In full and unchanged, output the entries that follow.

:: DATA PROVIDED ::

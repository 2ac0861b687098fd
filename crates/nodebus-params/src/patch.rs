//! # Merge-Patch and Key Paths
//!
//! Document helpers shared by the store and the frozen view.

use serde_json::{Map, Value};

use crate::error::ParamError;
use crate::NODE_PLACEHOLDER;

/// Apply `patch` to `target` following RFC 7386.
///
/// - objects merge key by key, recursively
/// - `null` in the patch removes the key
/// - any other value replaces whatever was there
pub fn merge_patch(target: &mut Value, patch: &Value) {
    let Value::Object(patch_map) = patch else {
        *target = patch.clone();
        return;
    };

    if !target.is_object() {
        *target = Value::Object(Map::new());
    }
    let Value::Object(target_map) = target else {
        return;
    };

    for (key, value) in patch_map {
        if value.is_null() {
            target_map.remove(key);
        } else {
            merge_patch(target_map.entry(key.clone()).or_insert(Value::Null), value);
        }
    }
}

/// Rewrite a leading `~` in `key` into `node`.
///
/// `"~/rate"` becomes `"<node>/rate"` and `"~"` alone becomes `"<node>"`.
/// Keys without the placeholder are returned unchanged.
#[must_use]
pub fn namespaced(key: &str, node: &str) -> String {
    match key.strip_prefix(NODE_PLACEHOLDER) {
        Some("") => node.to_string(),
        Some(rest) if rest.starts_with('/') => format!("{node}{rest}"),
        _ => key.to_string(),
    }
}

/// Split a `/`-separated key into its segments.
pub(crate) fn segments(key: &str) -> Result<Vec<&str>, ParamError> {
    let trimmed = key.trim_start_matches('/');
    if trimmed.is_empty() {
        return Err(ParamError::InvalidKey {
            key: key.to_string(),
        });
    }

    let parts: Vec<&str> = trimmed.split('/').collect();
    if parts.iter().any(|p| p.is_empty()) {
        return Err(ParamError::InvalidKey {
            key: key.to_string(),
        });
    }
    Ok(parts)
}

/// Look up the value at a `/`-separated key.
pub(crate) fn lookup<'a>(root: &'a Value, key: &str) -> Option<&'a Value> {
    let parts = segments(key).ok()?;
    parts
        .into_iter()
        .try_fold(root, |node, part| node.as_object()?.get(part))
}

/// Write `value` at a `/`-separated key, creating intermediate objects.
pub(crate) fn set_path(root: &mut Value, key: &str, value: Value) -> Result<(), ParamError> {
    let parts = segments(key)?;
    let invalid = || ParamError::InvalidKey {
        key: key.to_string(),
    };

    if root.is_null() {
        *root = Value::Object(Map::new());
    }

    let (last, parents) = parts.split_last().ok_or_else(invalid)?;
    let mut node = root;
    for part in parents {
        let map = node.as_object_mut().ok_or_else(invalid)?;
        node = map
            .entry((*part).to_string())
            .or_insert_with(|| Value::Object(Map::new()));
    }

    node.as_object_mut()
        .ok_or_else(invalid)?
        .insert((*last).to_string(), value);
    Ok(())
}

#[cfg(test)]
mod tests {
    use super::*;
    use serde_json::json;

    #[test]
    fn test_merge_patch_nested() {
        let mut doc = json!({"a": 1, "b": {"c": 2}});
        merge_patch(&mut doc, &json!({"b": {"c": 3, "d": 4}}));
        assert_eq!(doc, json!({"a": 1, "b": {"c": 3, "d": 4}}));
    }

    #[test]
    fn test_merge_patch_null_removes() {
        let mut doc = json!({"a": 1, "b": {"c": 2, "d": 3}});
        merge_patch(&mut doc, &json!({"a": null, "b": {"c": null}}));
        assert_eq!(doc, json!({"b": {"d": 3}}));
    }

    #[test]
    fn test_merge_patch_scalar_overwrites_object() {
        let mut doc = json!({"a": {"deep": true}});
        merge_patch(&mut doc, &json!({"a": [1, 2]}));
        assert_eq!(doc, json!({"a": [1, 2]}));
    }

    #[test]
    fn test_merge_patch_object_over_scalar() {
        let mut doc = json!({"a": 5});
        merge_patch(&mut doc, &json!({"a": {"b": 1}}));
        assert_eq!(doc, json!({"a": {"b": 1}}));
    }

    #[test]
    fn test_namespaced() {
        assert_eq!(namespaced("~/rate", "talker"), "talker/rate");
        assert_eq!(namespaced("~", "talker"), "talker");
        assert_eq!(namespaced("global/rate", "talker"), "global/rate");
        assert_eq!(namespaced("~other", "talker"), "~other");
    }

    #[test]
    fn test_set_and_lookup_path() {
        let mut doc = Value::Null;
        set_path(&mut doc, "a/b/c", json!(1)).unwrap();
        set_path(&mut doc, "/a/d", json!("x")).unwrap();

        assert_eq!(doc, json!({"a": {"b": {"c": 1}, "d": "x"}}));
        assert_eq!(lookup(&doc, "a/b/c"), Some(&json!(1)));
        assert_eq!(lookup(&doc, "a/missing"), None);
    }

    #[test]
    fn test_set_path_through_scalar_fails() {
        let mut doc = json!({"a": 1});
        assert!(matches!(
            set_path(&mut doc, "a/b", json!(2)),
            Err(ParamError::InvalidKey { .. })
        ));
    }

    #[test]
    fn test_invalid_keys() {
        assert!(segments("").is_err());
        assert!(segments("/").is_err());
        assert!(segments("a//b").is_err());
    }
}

:::

## RESPONSE FOR THIS EXERCISE
repository 2ac0861b687098fd
filename crates/nodebus-params/src/patch.rs
//! # Merge-Patch and Key Paths
//!
//! Document helpers shared by the store and the frozen view.

use serde_json::{Map, Value};

use crate::error::ParamError;
use crate::NODE_PLACEHOLDER;

/// Apply `patch` to `target` following RFC 7386.
///
/// - objects merge key by key, recursively
/// - `null` in the patch removes the key
/// - any other value replaces whatever was there
pub fn merge_patch(target: &mut Value, patch: &Value) {
    let Value::Object(patch_map) = patch else {
        *target = patch.clone();
        return;
    };

    if !target.is_object() {
        *target = Value::Object(Map::new());
    }
    let Value::Object(target_map) = target else {
        return;
    };

    for (key, value) in patch_map {
        if value.is_null() {
            target_map.remove(key);
        } else {
            merge_patch(target_map.entry(key.clone()).or_insert(Value::Null), value);
        }
    }
}

/// Rewrite a leading `~` in `key` into `node`.
///
/// `"~/rate"` becomes `"<node>/rate"` and `"~"` alone becomes `"<node>"`.
/// Keys without the placeholder are returned unchanged.
#[must_use]
pub fn namespaced(key: &str, node: &str) -> String {
    match key.strip_prefix(NODE_PLACEHOLDER) {
        Some("") => node.to_string(),
        Some(rest) if rest.starts_with('/') => format!("{node}{rest}"),
        _ => key.to_string(),
    }
}

/// Split a `/`-separated key into its segments.
pub(crate) fn segments(key: &str) -> Result<Vec<&str>, ParamError> {
    let trimmed = key.trim_start_matches('/');
    if trimmed.is_empty() {
        return Err(ParamError::InvalidKey {
            key: key.to_string(),
        });
    }

    let parts: Vec<&str> = trimmed.split('/').collect();
    if parts.iter().any(|p| p.is_empty()) {
        return Err(ParamError::InvalidKey {
            key: key.to_string(),
        });
    }
    Ok(parts)
}

/// Look up the value at a `/`-separated key.
pub(crate) fn lookup<'a>(root: &'a Value, key: &str) -> Option<&'a Value> {
    let parts = segments(key).ok()?;
    parts
        .into_iter()
        .try_fold(root, |node, part| node.as_object()?.get(part))
}

/// Write `value` at a `/`-separated key, creating intermediate objects.
pub(crate) fn set_path(root: &mut Value, key: &str, value: Value) -> Result<(), ParamError> {
    let parts = segments(key)?;
    let invalid = || ParamError::InvalidKey {
        key: key.to_string(),
    };

    if root.is_null() {
        *root = Value::Object(Map::new());
    }

    let (last, parents) = parts.split_last().ok_or_else(invalid)?;
    let mut node = root;
    for part in parents {
        let map = node.as_object_mut().ok_or_else(invalid)?;
        node = map
            .entry((*part).to_string())
            .or_insert_with(|| Value::Object(Map::new()));
    }

    node.as_object_mut()
        .ok_or_else(invalid)?
        .insert((*last).to_string(), value);
    Ok(())
}

#[cfg(test)]
mod tests {
    use super::*;
    use serde_json::json;

    #[test]
    fn test_merge_patch_nested() {
        let mut doc = json!({"a": 1, "b": {"c": 2}});
        merge_patch(&mut doc, &json!({"b": {"c": 3, "d": 4}}));
        assert_eq!(doc, json!({"a": 1, "b": {"c": 3, "d": 4}}));
    }

    #[test]
    fn test_merge_patch_null_removes() {
        let mut doc = json!({"a": 1, "b": {"c": 2, "d": 3}});
        merge_patch(&mut doc, &json!({"a": null, "b": {"c": null}}));
        assert_eq!(doc, json!({"b": {"d": 3}}));
    }

    #[test]
    fn test_merge_patch_scalar_overwrites_object() {
        let mut doc = json!({"a": {"deep": true}});
        merge_patch(&mut doc, &json!({"a": [1, 2]}));
        assert_eq!(doc, json!({"a": [1, 2]}));
    }

    #[test]
    fn test_merge_patch_object_over_scalar() {
        let mut doc = json!({"a": 5});
        merge_patch(&mut doc, &json!({"a": {"b": 1}}));
        assert_eq!(doc, json!({"a": {"b": 1}}));
    }

    #[test]
    fn test_namespaced() {
        assert_eq!(namespaced("~/rate", "talker"), "talker/rate");
        assert_eq!(namespaced("~", "talker"), "talker");
        assert_eq!(namespaced("global/rate", "talker"), "global/rate");
        assert_eq!(namespaced("~other", "talker"), "~other");
    }

    #[test]
    fn test_set_and_lookup_path() {
        let mut doc = Value::Null;
        set_path(&mut doc, "a/b/c", json!(1)).unwrap();
        set_path(&mut doc, "/a/d", json!("x")).unwrap();

        assert_eq!(doc, json!({"a": {"b": {"c": 1}, "d": "x"}}));
        assert_eq!(lookup(&doc, "a/b/c"), Some(&json!(1)));
        assert_eq!(lookup(&doc, "a/missing"), None);
    }

    #[test]
    fn test_set_path_through_scalar_fails() {
        let mut doc = json!({"a": 1});
        assert!(matches!(
            set_path(&mut doc, "a/b", json!(2)),
            Err(ParamError::InvalidKey { .. })
        ));
    }

    #[test]
    fn test_invalid_keys() {
        assert!(segments("").is_err());
        assert!(segments("/").is_err());
        assert!(segments("a//b").is_err());
    }
}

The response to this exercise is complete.